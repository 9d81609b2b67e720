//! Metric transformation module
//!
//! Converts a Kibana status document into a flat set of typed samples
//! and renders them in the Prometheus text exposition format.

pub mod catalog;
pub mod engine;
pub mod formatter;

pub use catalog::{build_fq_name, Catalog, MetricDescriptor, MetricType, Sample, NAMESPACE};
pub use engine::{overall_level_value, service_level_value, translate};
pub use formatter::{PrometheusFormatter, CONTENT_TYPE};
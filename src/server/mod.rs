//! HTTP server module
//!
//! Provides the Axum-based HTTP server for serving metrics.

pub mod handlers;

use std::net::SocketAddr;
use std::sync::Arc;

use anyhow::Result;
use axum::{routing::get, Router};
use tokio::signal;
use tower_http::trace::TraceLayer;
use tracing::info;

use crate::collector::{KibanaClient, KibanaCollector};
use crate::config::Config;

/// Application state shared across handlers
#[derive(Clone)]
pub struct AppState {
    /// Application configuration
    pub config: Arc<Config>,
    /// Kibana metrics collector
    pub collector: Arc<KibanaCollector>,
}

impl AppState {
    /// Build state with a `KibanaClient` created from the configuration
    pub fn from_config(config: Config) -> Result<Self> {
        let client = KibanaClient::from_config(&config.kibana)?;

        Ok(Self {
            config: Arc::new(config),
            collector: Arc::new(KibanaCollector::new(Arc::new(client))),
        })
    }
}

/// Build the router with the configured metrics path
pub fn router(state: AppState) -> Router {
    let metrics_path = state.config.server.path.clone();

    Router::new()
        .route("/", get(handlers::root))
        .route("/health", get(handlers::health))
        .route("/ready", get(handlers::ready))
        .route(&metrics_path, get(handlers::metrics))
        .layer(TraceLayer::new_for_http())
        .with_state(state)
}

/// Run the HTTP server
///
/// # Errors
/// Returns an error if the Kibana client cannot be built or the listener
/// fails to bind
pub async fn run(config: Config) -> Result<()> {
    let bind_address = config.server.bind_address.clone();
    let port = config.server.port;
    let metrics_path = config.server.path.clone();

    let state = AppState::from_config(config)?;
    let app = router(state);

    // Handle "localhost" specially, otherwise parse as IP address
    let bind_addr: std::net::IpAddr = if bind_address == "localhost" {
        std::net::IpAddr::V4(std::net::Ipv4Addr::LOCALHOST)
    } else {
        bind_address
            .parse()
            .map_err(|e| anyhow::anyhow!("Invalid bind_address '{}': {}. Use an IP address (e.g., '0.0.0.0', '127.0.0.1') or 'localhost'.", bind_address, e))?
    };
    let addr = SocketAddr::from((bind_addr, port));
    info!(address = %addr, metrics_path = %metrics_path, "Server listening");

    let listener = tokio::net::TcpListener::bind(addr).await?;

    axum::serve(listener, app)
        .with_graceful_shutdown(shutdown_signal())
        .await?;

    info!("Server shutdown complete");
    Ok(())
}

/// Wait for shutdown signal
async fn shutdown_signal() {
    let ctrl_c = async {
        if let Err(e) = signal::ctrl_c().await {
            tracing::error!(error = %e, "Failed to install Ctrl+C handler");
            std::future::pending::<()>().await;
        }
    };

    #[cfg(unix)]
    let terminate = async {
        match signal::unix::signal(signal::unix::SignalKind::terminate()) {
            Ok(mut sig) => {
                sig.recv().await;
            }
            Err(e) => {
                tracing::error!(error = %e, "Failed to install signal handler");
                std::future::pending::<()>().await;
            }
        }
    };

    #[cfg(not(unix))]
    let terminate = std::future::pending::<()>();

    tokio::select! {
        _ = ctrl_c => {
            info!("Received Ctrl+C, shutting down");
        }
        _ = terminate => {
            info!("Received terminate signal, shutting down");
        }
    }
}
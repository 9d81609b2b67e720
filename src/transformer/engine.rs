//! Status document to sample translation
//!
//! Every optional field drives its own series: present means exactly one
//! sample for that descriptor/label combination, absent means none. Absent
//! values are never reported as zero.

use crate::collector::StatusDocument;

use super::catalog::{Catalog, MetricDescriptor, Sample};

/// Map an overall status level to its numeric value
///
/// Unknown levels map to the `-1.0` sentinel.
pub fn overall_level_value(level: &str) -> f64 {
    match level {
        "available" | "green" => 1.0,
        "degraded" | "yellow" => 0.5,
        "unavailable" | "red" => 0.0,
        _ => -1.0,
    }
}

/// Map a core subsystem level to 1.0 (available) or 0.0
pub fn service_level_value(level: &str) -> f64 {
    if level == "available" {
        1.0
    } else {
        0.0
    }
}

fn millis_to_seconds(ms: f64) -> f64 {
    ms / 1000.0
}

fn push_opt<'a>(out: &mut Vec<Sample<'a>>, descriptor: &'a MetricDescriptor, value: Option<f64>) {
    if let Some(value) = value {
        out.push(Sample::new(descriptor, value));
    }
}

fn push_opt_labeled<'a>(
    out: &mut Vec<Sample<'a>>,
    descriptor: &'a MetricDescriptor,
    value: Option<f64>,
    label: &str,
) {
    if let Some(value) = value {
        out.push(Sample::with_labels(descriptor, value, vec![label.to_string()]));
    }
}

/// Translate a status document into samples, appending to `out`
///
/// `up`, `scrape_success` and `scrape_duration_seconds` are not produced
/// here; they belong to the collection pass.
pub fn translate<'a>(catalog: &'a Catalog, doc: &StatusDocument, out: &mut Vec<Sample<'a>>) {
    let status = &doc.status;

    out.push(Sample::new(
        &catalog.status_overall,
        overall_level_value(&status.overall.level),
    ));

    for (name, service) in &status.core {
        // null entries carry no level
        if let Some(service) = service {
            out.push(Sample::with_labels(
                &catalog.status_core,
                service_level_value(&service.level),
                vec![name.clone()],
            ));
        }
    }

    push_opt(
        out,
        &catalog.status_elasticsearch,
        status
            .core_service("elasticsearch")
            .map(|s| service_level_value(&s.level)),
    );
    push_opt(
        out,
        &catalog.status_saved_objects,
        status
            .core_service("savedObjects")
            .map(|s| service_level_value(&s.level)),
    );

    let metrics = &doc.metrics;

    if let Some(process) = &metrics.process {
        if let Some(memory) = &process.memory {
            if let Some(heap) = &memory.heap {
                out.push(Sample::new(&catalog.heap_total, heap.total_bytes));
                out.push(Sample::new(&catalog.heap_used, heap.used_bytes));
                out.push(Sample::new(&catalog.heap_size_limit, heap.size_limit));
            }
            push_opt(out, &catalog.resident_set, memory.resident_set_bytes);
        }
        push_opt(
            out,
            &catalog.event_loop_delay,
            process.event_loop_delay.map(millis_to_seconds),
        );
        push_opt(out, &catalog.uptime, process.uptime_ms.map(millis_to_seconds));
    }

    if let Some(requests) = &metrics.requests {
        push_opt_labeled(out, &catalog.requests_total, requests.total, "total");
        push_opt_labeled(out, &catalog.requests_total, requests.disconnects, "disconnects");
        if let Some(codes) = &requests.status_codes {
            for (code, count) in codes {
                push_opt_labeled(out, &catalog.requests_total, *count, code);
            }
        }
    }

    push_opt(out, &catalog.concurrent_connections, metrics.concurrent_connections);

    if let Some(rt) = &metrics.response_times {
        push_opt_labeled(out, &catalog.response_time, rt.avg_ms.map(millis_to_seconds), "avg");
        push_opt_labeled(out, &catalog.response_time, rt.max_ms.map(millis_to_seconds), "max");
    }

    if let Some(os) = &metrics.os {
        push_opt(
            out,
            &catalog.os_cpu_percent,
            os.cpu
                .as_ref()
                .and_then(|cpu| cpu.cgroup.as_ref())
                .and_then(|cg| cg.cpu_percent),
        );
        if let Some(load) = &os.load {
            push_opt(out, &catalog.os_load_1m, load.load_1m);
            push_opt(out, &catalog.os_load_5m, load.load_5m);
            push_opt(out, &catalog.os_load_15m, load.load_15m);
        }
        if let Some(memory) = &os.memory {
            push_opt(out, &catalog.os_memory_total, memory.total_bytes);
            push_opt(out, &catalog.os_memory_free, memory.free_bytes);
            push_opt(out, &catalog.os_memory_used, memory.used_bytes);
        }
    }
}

****************************************

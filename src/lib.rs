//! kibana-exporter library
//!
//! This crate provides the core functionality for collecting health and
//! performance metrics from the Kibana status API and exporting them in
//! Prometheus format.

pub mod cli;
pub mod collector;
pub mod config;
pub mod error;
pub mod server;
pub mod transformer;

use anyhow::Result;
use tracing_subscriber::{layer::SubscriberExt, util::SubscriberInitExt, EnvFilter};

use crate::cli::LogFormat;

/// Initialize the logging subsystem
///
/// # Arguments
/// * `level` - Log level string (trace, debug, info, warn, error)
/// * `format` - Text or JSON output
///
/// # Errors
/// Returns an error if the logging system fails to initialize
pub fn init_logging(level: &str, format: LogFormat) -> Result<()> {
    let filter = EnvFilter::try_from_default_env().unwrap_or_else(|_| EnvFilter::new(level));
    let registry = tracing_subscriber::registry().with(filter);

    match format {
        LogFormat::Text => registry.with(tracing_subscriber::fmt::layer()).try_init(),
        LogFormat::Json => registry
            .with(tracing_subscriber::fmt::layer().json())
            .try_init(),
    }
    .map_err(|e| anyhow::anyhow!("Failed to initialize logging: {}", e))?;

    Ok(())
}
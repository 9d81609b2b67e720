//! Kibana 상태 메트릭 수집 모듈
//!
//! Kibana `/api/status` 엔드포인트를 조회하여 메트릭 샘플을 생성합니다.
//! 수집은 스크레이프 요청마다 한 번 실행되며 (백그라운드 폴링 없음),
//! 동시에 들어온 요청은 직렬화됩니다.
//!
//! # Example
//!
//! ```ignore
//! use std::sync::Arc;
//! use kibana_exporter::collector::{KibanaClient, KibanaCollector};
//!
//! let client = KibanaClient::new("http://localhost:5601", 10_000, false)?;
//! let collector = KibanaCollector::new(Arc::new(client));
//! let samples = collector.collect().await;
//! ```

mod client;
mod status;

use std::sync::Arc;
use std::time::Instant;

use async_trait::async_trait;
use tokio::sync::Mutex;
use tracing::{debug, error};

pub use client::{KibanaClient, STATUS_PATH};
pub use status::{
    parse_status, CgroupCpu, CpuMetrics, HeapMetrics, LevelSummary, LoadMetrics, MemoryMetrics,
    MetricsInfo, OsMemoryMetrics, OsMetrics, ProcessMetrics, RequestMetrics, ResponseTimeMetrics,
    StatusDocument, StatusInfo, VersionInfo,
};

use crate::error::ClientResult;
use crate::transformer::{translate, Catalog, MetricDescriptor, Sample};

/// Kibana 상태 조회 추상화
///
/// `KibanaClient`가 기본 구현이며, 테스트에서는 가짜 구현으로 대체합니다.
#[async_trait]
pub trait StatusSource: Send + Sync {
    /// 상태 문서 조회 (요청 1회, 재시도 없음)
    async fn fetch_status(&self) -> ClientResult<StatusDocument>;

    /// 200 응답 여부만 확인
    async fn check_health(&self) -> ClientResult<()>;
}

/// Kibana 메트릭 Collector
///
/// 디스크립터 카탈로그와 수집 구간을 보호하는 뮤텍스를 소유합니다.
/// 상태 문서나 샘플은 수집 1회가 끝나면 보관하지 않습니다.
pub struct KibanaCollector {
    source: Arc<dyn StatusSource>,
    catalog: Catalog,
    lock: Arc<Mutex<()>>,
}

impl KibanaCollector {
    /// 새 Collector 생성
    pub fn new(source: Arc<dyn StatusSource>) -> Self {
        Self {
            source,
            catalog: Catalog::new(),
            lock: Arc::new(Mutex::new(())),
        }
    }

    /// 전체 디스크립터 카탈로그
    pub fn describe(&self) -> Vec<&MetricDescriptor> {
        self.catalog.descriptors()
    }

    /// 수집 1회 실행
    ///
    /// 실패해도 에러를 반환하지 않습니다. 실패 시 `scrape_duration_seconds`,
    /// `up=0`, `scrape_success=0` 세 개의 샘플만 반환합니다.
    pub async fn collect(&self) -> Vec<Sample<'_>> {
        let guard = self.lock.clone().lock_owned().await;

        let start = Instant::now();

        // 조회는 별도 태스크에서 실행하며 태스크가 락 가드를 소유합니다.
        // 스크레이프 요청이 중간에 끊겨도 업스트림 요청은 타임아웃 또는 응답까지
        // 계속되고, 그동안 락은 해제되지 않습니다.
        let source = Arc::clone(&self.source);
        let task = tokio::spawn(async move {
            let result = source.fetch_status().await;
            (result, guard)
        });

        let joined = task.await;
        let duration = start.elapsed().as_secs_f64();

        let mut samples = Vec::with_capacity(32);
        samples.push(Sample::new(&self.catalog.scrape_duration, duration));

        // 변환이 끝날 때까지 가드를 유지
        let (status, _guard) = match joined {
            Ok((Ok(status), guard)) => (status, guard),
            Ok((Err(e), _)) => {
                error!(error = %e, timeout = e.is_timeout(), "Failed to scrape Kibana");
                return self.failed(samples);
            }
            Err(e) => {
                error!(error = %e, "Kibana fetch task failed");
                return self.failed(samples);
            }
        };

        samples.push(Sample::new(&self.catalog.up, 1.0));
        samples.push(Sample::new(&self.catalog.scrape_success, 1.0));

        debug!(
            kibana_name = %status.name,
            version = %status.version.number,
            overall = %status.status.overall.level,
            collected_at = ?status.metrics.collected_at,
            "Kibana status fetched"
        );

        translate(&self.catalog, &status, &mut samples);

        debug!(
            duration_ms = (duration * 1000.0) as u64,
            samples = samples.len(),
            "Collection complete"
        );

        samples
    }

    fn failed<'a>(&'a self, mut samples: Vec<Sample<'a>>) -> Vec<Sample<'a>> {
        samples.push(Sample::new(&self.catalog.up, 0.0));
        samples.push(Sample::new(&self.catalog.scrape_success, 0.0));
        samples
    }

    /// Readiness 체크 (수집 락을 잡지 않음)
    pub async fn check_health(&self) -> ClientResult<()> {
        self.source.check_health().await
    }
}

****************************************

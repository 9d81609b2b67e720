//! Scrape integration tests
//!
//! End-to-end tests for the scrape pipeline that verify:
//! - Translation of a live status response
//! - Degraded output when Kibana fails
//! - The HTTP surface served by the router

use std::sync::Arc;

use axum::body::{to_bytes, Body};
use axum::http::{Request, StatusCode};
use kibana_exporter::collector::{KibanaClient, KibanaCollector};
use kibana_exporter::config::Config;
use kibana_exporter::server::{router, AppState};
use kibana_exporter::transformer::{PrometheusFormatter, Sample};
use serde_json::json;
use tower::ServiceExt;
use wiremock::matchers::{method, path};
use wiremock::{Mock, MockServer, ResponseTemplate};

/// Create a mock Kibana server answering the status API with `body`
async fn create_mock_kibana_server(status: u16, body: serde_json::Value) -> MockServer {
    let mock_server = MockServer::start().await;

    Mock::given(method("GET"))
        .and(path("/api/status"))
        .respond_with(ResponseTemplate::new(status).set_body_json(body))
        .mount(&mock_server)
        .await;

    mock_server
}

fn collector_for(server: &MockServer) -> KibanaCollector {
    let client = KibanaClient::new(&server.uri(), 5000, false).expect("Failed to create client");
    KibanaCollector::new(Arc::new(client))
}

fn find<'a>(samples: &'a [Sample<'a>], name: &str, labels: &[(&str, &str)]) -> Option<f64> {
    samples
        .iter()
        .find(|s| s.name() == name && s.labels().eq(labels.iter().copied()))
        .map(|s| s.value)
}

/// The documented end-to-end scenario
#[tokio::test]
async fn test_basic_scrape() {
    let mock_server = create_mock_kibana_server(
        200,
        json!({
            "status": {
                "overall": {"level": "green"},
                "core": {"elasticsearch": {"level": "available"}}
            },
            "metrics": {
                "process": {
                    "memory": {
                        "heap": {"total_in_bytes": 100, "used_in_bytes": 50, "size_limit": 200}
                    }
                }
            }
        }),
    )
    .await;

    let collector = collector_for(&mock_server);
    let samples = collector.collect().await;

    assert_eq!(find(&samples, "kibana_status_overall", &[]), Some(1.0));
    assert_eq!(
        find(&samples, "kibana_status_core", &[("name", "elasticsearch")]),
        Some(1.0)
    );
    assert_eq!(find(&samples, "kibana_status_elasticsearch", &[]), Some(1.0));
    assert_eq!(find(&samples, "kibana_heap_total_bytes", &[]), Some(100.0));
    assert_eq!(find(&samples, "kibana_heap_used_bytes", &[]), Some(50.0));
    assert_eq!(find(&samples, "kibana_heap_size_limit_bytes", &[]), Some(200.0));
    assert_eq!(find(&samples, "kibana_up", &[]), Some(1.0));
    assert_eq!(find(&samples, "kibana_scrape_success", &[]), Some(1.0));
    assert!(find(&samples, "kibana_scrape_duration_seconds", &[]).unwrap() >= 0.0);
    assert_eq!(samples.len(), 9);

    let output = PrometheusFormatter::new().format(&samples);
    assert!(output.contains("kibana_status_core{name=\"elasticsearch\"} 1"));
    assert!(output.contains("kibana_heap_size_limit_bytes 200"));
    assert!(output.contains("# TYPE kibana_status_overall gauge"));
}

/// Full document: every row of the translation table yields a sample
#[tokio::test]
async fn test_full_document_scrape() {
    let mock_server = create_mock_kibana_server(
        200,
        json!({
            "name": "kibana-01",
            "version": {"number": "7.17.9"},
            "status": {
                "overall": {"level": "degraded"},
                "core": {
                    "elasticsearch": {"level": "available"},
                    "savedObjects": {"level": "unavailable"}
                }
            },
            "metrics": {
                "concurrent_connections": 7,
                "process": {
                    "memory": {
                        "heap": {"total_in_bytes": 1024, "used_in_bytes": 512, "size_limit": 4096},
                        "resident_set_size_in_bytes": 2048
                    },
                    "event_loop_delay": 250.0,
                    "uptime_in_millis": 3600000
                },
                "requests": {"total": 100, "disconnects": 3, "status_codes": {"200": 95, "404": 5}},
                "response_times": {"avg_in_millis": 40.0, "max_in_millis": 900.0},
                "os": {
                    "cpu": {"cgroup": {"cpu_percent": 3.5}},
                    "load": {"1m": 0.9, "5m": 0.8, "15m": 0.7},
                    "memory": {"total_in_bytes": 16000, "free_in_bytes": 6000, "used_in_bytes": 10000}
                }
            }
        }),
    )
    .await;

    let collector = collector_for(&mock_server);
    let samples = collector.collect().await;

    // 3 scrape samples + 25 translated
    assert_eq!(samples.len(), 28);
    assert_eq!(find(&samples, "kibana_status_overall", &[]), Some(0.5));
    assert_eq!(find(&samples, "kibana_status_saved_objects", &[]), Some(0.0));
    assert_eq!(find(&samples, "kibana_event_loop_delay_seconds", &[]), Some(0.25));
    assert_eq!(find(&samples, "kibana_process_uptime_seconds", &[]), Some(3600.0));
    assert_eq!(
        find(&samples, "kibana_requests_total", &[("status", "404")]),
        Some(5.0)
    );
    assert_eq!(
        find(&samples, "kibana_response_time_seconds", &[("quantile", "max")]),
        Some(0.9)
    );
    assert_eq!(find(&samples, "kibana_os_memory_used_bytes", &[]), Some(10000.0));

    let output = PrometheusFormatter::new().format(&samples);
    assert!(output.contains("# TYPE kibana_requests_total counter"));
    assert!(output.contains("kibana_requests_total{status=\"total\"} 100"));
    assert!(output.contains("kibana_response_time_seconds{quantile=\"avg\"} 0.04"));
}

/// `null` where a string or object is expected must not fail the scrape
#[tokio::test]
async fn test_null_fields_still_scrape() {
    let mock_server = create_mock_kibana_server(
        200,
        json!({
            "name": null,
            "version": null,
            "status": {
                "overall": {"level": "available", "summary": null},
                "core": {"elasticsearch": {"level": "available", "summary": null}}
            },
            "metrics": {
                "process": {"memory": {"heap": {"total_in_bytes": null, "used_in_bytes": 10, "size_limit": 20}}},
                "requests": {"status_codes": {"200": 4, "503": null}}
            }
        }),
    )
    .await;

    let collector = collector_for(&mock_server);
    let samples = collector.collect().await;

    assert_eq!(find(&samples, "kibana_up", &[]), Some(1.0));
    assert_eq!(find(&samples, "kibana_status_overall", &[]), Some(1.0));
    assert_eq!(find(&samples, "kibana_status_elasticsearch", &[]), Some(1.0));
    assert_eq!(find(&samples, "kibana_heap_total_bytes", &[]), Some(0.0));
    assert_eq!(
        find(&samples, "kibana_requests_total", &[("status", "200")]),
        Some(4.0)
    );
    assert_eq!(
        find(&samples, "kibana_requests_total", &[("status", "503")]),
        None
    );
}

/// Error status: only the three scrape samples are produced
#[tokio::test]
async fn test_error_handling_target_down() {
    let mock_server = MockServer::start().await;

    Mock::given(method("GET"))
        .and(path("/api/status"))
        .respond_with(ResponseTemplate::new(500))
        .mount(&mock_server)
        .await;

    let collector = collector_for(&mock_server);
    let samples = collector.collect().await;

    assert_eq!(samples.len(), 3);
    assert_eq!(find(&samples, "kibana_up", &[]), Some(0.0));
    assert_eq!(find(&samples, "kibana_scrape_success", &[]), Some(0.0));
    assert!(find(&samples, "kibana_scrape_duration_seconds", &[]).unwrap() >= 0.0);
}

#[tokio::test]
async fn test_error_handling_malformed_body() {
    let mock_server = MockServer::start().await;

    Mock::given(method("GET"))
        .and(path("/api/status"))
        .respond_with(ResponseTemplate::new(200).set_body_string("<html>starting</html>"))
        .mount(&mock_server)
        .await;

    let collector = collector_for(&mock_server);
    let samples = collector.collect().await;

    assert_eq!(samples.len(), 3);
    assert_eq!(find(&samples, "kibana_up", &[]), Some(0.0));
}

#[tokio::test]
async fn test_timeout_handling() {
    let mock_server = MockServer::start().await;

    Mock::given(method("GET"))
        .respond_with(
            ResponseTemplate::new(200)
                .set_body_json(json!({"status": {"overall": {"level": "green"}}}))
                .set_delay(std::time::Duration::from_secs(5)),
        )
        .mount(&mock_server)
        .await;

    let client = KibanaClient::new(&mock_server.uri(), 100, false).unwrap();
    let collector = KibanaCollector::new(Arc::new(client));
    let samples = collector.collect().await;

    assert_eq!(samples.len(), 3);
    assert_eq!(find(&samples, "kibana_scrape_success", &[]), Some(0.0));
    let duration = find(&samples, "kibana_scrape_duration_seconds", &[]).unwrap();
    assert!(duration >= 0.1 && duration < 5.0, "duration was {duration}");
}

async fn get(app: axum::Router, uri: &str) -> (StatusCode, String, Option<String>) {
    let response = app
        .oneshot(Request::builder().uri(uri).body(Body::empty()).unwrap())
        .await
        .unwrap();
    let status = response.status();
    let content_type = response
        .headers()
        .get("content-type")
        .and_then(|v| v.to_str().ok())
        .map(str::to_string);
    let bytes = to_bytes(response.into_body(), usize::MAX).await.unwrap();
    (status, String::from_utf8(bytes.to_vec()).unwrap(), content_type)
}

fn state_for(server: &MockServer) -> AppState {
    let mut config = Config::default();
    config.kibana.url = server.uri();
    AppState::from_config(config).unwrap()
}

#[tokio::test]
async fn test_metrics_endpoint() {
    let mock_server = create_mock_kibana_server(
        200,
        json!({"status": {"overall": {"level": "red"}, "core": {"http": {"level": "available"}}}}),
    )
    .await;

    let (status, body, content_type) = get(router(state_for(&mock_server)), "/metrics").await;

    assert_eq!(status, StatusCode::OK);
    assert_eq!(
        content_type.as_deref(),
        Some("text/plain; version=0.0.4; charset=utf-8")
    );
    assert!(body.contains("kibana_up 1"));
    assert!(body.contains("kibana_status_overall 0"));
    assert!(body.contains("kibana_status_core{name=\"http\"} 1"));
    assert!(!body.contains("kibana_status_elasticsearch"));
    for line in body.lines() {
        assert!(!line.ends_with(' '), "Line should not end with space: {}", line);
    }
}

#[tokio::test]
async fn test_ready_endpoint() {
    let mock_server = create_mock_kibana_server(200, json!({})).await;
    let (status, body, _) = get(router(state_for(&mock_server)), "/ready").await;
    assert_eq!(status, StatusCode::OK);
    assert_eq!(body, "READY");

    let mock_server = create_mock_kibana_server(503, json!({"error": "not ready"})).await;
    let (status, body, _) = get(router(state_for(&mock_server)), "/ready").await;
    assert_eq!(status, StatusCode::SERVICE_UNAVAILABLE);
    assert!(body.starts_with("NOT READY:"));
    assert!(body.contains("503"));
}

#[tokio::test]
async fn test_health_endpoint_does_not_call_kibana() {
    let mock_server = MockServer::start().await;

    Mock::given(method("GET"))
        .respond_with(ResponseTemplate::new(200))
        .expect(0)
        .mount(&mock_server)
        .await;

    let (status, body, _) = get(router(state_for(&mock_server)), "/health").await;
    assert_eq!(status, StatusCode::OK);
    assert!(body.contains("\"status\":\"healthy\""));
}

****************************************

Task: Among the entries, how many lines hold the word "install"? Please answer with only that number.

Exercise response: 2